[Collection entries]
··········
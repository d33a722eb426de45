//! Errors reported by table construction and insertion.

use core::fmt;
use std::collections::TryReserveError;

/// Recoverable failures. Contract violations (stale or foreign cursors) are
/// not represented here; they panic.
#[derive(Debug, Clone, PartialEq, Eq, thiserror::Error)]
pub enum TableError {
    #[error("bucket count must be greater than zero")]
    ZeroBuckets,

    #[error("allocation failed: {0}")]
    Alloc(#[from] TryReserveError),

    #[error("requested {requested} buckets, limit is {limit}")]
    CapacityExceeded { requested: usize, limit: usize },

    #[error("invalid table configuration: {reason}")]
    InvalidConfig { reason: &'static str },
}

impl TableError {
    /// True for failures caused by running out of memory or hitting the
    /// configured bucket limit, as opposed to bad arguments.
    pub fn is_exhaustion(&self) -> bool {
        matches!(self, Self::Alloc(_) | Self::CapacityExceeded { .. })
    }
}

/// A rejected insert. The table is unchanged and the value comes back to the
/// caller.
#[derive(thiserror::Error)]
#[error("insert of key {key:#x} failed: {source}")]
pub struct InsertError<V> {
    pub key: u64,
    pub value: V,
    #[source]
    pub source: TableError,
}

impl<V> InsertError<V> {
    pub fn into_value(self) -> V {
        self.value
    }
}

// No `V: Debug` bound, so `unwrap` works on any payload.
impl<V> fmt::Debug for InsertError<V> {
    fn fmt(&self, f: &mut fmt::Formatter<'_>) -> fmt::Result {
        f.debug_struct("InsertError")
            .field("key", &self.key)
            .field("source", &self.source)
            .finish_non_exhaustive()
    }
}

impl<V> From<InsertError<V>> for TableError {
    fn from(e: InsertError<V>) -> Self {
        e.source
    }
}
··········
• _EXERCISE_
Repeat each line above exactly as it stands.

• _ANSWER_
repository d33a722eb426de45
//! Errors reported by table construction and insertion.

use core::fmt;
use std::collections::TryReserveError;

/// Recoverable failures. Contract violations (stale or foreign cursors) are
/// not represented here; they panic.
#[derive(Debug, Clone, PartialEq, Eq, thiserror::Error)]
pub enum TableError {
    #[error("bucket count must be greater than zero")]
    ZeroBuckets,

    #[error("allocation failed: {0}")]
    Alloc(#[from] TryReserveError),

    #[error("requested {requested} buckets, limit is {limit}")]
    CapacityExceeded { requested: usize, limit: usize },

    #[error("invalid table configuration: {reason}")]
    InvalidConfig { reason: &'static str },
}

impl TableError {
    /// True for failures caused by running out of memory or hitting the
    /// configured bucket limit, as opposed to bad arguments.
    pub fn is_exhaustion(&self) -> bool {
        matches!(self, Self::Alloc(_) | Self::CapacityExceeded { .. })
    }
}

/// A rejected insert. The table is unchanged and the value comes back to the
/// caller.
#[derive(thiserror::Error)]
#[error("insert of key {key:#x} failed: {source}")]
pub struct InsertError<V> {
    pub key: u64,
    pub value: V,
    #[source]
    pub source: TableError,
}

impl<V> InsertError<V> {
    pub fn into_value(self) -> V {
        self.value
    }
}

// No `V: Debug` bound, so `unwrap` works on any payload.
impl<V> fmt::Debug for InsertError<V> {
    fn fmt(&self, f: &mut fmt::Formatter<'_>) -> fmt::Result {
        f.debug_struct("InsertError")
            .field("key", &self.key)
            .field("source", &self.source)
            .finish_non_exhaustive()
    }
}

impl<V> From<InsertError<V>> for TableError {
    fn from(e: InsertError<V>) -> Self {
        e.source
    }
}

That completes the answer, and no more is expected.